(Problem details)
Could the data underneath be repeated exactly, in full?

(Data supplied)
- - - - - - -

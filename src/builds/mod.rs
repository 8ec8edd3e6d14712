// src/builds/mod.rs

//! Contracts with the external build scheduler
//!
//! Builds and build tasks live in the scheduler; this engine references them
//! by id and consumes finished artifacts through `BuildDone`-style reports.
//! Package architecture and debug-ness are always derived from the artifact
//! file name, never passed explicitly.

use crate::error::{Error, Result};
use crate::nevra::Nevra;
use async_trait::async_trait;
use serde::{Deserialize, Serialize};
use std::time::Duration;

/// Terminal status of a build task
#[derive(Debug, Clone, Copy, PartialEq, Eq, Serialize, Deserialize)]
#[serde(rename_all = "lowercase")]
pub enum BuildTaskStatus {
    Done,
    Failed,
    Excluded,
}

/// Kind of a reported artifact
#[derive(Debug, Clone, Copy, PartialEq, Eq, Serialize, Deserialize)]
#[serde(rename_all = "snake_case")]
pub enum ArtifactType {
    Rpm,
    BuildLog,
}

/// One artifact in a BuildDone report
#[derive(Debug, Clone, Serialize, Deserialize)]
pub struct ReportedArtifact {
    pub name: String,
    #[serde(rename = "type")]
    pub kind: ArtifactType,
    pub href: String,
}

/// Completion report sent by the build scheduler for one task
#[derive(Debug, Clone, Serialize, Deserialize)]
pub struct BuildDone {
    pub task_id: i64,
    pub status: BuildTaskStatus,
    pub artifacts: Vec<ReportedArtifact>,
}

/// A parsed RPM artifact of a finished task
#[derive(Debug, Clone, Serialize, Deserialize)]
pub struct BuildArtifact {
    pub nevra: Nevra,
    /// Full artifact file name as reported
    pub name: String,
    pub href: String,
    pub is_debuginfo: bool,
}

/// A build task with its finished artifacts
#[derive(Debug, Clone, Serialize, Deserialize)]
pub struct BuildTask {
    pub id: i64,
    pub build_id: i64,
    /// Architecture the task ran under; differs from package arch for
    /// noarch and src packages
    pub arch: String,
    pub status: BuildTaskStatus,
    pub artifacts: Vec<BuildArtifact>,
    /// Rendered modulemd template, when the task built a modular component
    #[serde(default)]
    pub module_template: Option<String>,
}

impl BuildTask {
    /// Build a task record from a scheduler completion report
    ///
    /// Build logs are dropped; RPM artifacts that fail NEVRA parsing fail
    /// the whole report, a malformed name points at a broken build.
    pub fn from_report(id: i64, build_id: i64, arch: &str, report: &BuildDone) -> Result<Self> {
        if report.task_id != id {
            return Err(Error::ParseError(format!(
                "Report for task {} applied to task {}",
                report.task_id, id
            )));
        }
        let mut artifacts = Vec::new();
        for artifact in &report.artifacts {
            if artifact.kind != ArtifactType::Rpm {
                continue;
            }
            let nevra = Nevra::from_artifact_name(&artifact.name)?;
            let is_debuginfo = nevra.is_debuginfo();
            artifacts.push(BuildArtifact {
                nevra,
                name: artifact.name.clone(),
                href: artifact.href.clone(),
                is_debuginfo,
            });
        }
        Ok(Self {
            id,
            build_id,
            arch: arch.to_string(),
            status: report.status,
            artifacts,
            module_template: None,
        })
    }

    pub fn is_done(&self) -> bool {
        self.status == BuildTaskStatus::Done
    }
}

/// A build referenced by a release
#[derive(Debug, Clone, Serialize, Deserialize)]
pub struct BuildRecord {
    pub id: i64,
    /// Built against the beta snapshot of the platform
    #[serde(default)]
    pub is_beta: bool,
    pub tasks: Vec<BuildTask>,
}

impl BuildRecord {
    /// Source RPM names across all finished tasks, deduplicated
    pub fn source_package_names(&self) -> Vec<String> {
        let mut names = Vec::new();
        for task in &self.tasks {
            if !task.is_done() {
                continue;
            }
            for artifact in &task.artifacts {
                if artifact.nevra.is_source() && !names.contains(&artifact.nevra.name) {
                    names.push(artifact.nevra.name.clone());
                }
            }
        }
        names
    }
}

/// Lookup of builds by id, backed by the external scheduler
#[async_trait]
pub trait BuildSource: Send + Sync {
    async fn get_builds(&self, ids: &[i64]) -> Result<Vec<BuildRecord>>;
}

/// External signature verification, delegated per build
#[async_trait]
pub trait SignatureVerifier: Send + Sync {
    /// Succeeds iff every artifact of the build carries a valid signature
    async fn verify_build(&self, build: &BuildRecord) -> Result<()>;
}

/// HTTP client for the build scheduler's lookup API
pub struct HttpBuildSource {
    client: reqwest::Client,
    endpoint: String,
}

impl HttpBuildSource {
    pub fn new(endpoint: &str) -> Result<Self> {
        let client = reqwest::Client::builder()
            .timeout(SERVICE_TIMEOUT)
            .build()
            .map_err(|e| {
                Error::RepositoryUnavailable(format!("Failed to create HTTP client: {e}"))
            })?;
        Ok(Self {
            client,
            endpoint: endpoint.trim_end_matches('/').to_string(),
        })
    }
}

#[async_trait]
impl BuildSource for HttpBuildSource {
    async fn get_builds(&self, ids: &[i64]) -> Result<Vec<BuildRecord>> {
        let mut builds = Vec::with_capacity(ids.len());
        for id in ids {
            let url = format!("{}/api/v1/builds/{}", self.endpoint, id);
            let response = self.client.get(&url).send().await.map_err(|e| {
                Error::RepositoryUnavailable(format!("Build scheduler unreachable: {e}"))
            })?;
            if response.status() == reqwest::StatusCode::NOT_FOUND {
                return Err(Error::BuildNotFound(*id));
            }
            if !response.status().is_success() {
                return Err(Error::RepositoryUnavailable(format!(
                    "HTTP {} from build scheduler",
                    response.status()
                )));
            }
            let build: BuildRecord = response.json().await.map_err(|e| {
                Error::ParseError(format!("Invalid build record for {id}: {e}"))
            })?;
            builds.push(build);
        }
        Ok(builds)
    }
}

/// Default timeout for scheduler and signature service calls
const SERVICE_TIMEOUT: Duration = Duration::from_secs(30);

/// HTTP client for the signature verification service
pub struct HttpSignatureVerifier {
    client: reqwest::Client,
    endpoint: String,
}

impl HttpSignatureVerifier {
    pub fn new(endpoint: &str) -> Result<Self> {
        let client = reqwest::Client::builder()
            .timeout(SERVICE_TIMEOUT)
            .build()
            .map_err(|e| {
                Error::RepositoryUnavailable(format!("Failed to create HTTP client: {e}"))
            })?;
        Ok(Self {
            client,
            endpoint: endpoint.trim_end_matches('/').to_string(),
        })
    }
}

#[derive(Debug, Deserialize)]
struct VerifyResponse {
    verified: bool,
    #[serde(default)]
    reason: Option<String>,
}

#[async_trait]
impl SignatureVerifier for HttpSignatureVerifier {
    async fn verify_build(&self, build: &BuildRecord) -> Result<()> {
        let url = format!("{}/api/v1/builds/{}/verify", self.endpoint, build.id);
        let response = self
            .client
            .post(&url)
            .send()
            .await
            .map_err(|e| Error::SignatureError {
                build_id: build.id,
                reason: format!("Signature service unreachable: {e}"),
            })?;

        if !response.status().is_success() {
            return Err(Error::SignatureError {
                build_id: build.id,
                reason: format!("HTTP {} from signature service", response.status()),
            });
        }

        let body: VerifyResponse = response.json().await.map_err(|e| Error::SignatureError {
            build_id: build.id,
            reason: format!("Invalid signature service response: {e}"),
        })?;

        if !body.verified {
            return Err(Error::SignatureError {
                build_id: build.id,
                reason: body
                    .reason
                    .unwrap_or_else(|| "Unsigned artifacts present".to_string()),
            });
        }
        Ok(())
    }
}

- - - - - - -

(The answer)
filename src/builds/mod.rs
repository 8ec8edd3e6d14712
// src/builds/mod.rs

//! Contracts with the external build scheduler
//!
//! Builds and build tasks live in the scheduler; this engine references them
//! by id and consumes finished artifacts through `BuildDone`-style reports.
//! Package architecture and debug-ness are always derived from the artifact
//! file name, never passed explicitly.

use crate::error::{Error, Result};
use crate::nevra::Nevra;
use async_trait::async_trait;
use serde::{Deserialize, Serialize};
use std::time::Duration;

/// Terminal status of a build task
#[derive(Debug, Clone, Copy, PartialEq, Eq, Serialize, Deserialize)]
#[serde(rename_all = "lowercase")]
pub enum BuildTaskStatus {
    Done,
    Failed,
    Excluded,
}

/// Kind of a reported artifact
#[derive(Debug, Clone, Copy, PartialEq, Eq, Serialize, Deserialize)]
#[serde(rename_all = "snake_case")]
pub enum ArtifactType {
    Rpm,
    BuildLog,
}

/// One artifact in a BuildDone report
#[derive(Debug, Clone, Serialize, Deserialize)]
pub struct ReportedArtifact {
    pub name: String,
    #[serde(rename = "type")]
    pub kind: ArtifactType,
    pub href: String,
}

/// Completion report sent by the build scheduler for one task
#[derive(Debug, Clone, Serialize, Deserialize)]
pub struct BuildDone {
    pub task_id: i64,
    pub status: BuildTaskStatus,
    pub artifacts: Vec<ReportedArtifact>,
}

/// A parsed RPM artifact of a finished task
#[derive(Debug, Clone, Serialize, Deserialize)]
pub struct BuildArtifact {
    pub nevra: Nevra,
    /// Full artifact file name as reported
    pub name: String,
    pub href: String,
    pub is_debuginfo: bool,
}

/// A build task with its finished artifacts
#[derive(Debug, Clone, Serialize, Deserialize)]
pub struct BuildTask {
    pub id: i64,
    pub build_id: i64,
    /// Architecture the task ran under; differs from package arch for
    /// noarch and src packages
    pub arch: String,
    pub status: BuildTaskStatus,
    pub artifacts: Vec<BuildArtifact>,
    /// Rendered modulemd template, when the task built a modular component
    #[serde(default)]
    pub module_template: Option<String>,
}

impl BuildTask {
    /// Build a task record from a scheduler completion report
    ///
    /// Build logs are dropped; RPM artifacts that fail NEVRA parsing fail
    /// the whole report, a malformed name points at a broken build.
    pub fn from_report(id: i64, build_id: i64, arch: &str, report: &BuildDone) -> Result<Self> {
        if report.task_id != id {
            return Err(Error::ParseError(format!(
                "Report for task {} applied to task {}",
                report.task_id, id
            )));
        }
        let mut artifacts = Vec::new();
        for artifact in &report.artifacts {
            if artifact.kind != ArtifactType::Rpm {
                continue;
            }
            let nevra = Nevra::from_artifact_name(&artifact.name)?;
            let is_debuginfo = nevra.is_debuginfo();
            artifacts.push(BuildArtifact {
                nevra,
                name: artifact.name.clone(),
                href: artifact.href.clone(),
                is_debuginfo,
            });
        }
        Ok(Self {
            id,
            build_id,
            arch: arch.to_string(),
            status: report.status,
            artifacts,
            module_template: None,
        })
    }

    pub fn is_done(&self) -> bool {
        self.status == BuildTaskStatus::Done
    }
}

/// A build referenced by a release
#[derive(Debug, Clone, Serialize, Deserialize)]
pub struct BuildRecord {
    pub id: i64,
    /// Built against the beta snapshot of the platform
    #[serde(default)]
    pub is_beta: bool,
    pub tasks: Vec<BuildTask>,
}

impl BuildRecord {
    /// Source RPM names across all finished tasks, deduplicated
    pub fn source_package_names(&self) -> Vec<String> {
        let mut names = Vec::new();
        for task in &self.tasks {
            if !task.is_done() {
                continue;
            }
            for artifact in &task.artifacts {
                if artifact.nevra.is_source() && !names.contains(&artifact.nevra.name) {
                    names.push(artifact.nevra.name.clone());
                }
            }
        }
        names
    }
}

/// Lookup of builds by id, backed by the external scheduler
#[async_trait]
pub trait BuildSource: Send + Sync {
    async fn get_builds(&self, ids: &[i64]) -> Result<Vec<BuildRecord>>;
}

/// External signature verification, delegated per build
#[async_trait]
pub trait SignatureVerifier: Send + Sync {
    /// Succeeds iff every artifact of the build carries a valid signature
    async fn verify_build(&self, build: &BuildRecord) -> Result<()>;
}

/// HTTP client for the build scheduler's lookup API
pub struct HttpBuildSource {
    client: reqwest::Client,
    endpoint: String,
}

impl HttpBuildSource {
    pub fn new(endpoint: &str) -> Result<Self> {
        let client = reqwest::Client::builder()
            .timeout(SERVICE_TIMEOUT)
            .build()
            .map_err(|e| {
                Error::RepositoryUnavailable(format!("Failed to create HTTP client: {e}"))
            })?;
        Ok(Self {
            client,
            endpoint: endpoint.trim_end_matches('/').to_string(),
        })
    }
}

#[async_trait]
impl BuildSource for HttpBuildSource {
    async fn get_builds(&self, ids: &[i64]) -> Result<Vec<BuildRecord>> {
        let mut builds = Vec::with_capacity(ids.len());
        for id in ids {
            let url = format!("{}/api/v1/builds/{}", self.endpoint, id);
            let response = self.client.get(&url).send().await.map_err(|e| {
                Error::RepositoryUnavailable(format!("Build scheduler unreachable: {e}"))
            })?;
            if response.status() == reqwest::StatusCode::NOT_FOUND {
                return Err(Error::BuildNotFound(*id));
            }
            if !response.status().is_success() {
                return Err(Error::RepositoryUnavailable(format!(
                    "HTTP {} from build scheduler",
                    response.status()
                )));
            }
            let build: BuildRecord = response.json().await.map_err(|e| {
                Error::ParseError(format!("Invalid build record for {id}: {e}"))
            })?;
            builds.push(build);
        }
        Ok(builds)
    }
}

/// Default timeout for scheduler and signature service calls
const SERVICE_TIMEOUT: Duration = Duration::from_secs(30);

/// HTTP client for the signature verification service
pub struct HttpSignatureVerifier {
    client: reqwest::Client,
    endpoint: String,
}

impl HttpSignatureVerifier {
    pub fn new(endpoint: &str) -> Result<Self> {
        let client = reqwest::Client::builder()
            .timeout(SERVICE_TIMEOUT)
            .build()
            .map_err(|e| {
                Error::RepositoryUnavailable(format!("Failed to create HTTP client: {e}"))
            })?;
        Ok(Self {
            client,
            endpoint: endpoint.trim_end_matches('/').to_string(),
        })
    }
}

#[derive(Debug, Deserialize)]
struct VerifyResponse {
    verified: bool,
    #[serde(default)]
    reason: Option<String>,
}

#[async_trait]
impl SignatureVerifier for HttpSignatureVerifier {
    async fn verify_build(&self, build: &BuildRecord) -> Result<()> {
        let url = format!("{}/api/v1/builds/{}/verify", self.endpoint, build.id);
        let response = self
            .client
            .post(&url)
            .send()
            .await
            .map_err(|e| Error::SignatureError {
                build_id: build.id,
                reason: format!("Signature service unreachable: {e}"),
            })?;

        if !response.status().is_success() {
            return Err(Error::SignatureError {
                build_id: build.id,
                reason: format!("HTTP {} from signature service", response.status()),
            });
        }

        let body: VerifyResponse = response.json().await.map_err(|e| Error::SignatureError {
            build_id: build.id,
            reason: format!("Invalid signature service response: {e}"),
        })?;

        if !body.verified {
            return Err(Error::SignatureError {
                build_id: build.id,
                reason: body
                    .reason
                    .unwrap_or_else(|| "Unsigned artifacts present".to_string()),
            });
        }
        Ok(())
    }
}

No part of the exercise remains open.